Every line in the records below that holds the word "http" is to be copied.

(Saved data entries)
- Opening Delimiter -

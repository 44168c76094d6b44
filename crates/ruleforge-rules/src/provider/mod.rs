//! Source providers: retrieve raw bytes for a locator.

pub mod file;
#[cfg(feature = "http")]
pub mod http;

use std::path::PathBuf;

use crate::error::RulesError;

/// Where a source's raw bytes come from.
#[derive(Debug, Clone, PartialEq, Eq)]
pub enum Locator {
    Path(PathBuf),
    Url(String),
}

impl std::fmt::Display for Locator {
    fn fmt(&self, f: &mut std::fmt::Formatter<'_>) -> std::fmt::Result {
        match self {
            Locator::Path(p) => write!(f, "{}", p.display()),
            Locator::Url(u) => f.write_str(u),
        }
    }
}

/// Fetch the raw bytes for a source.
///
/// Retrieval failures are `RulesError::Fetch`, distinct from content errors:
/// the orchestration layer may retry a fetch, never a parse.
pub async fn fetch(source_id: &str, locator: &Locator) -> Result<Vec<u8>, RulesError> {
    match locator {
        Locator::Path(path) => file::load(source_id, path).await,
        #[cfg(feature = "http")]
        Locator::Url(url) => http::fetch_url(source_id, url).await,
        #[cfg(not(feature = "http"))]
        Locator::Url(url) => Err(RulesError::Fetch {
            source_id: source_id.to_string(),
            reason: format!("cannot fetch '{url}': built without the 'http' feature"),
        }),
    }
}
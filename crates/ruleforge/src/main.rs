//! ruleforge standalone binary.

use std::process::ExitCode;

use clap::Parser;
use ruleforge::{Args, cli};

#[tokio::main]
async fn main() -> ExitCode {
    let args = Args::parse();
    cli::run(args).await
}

- Closing Delimiter -
- Opening Delimiter -

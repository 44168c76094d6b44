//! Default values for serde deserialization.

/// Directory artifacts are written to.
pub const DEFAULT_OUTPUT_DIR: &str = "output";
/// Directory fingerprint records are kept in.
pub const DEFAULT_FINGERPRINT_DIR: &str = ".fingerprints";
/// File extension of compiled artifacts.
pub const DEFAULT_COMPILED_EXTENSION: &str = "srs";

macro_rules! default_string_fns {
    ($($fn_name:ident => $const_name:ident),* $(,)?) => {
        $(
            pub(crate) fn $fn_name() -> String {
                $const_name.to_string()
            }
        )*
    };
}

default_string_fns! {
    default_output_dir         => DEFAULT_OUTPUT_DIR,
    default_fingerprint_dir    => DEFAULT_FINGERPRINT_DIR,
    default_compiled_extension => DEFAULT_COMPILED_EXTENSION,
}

- Closing Delimiter -

Task output -
#[cfg(feature = "http")]
pub mod http;
        #[cfg(feature = "http")]
        Locator::Url(url) => http::fetch_url(source_id, url).await,
        #[cfg(not(feature = "http"))]
            reason: format!("cannot fetch '{url}': built without the 'http' feature"),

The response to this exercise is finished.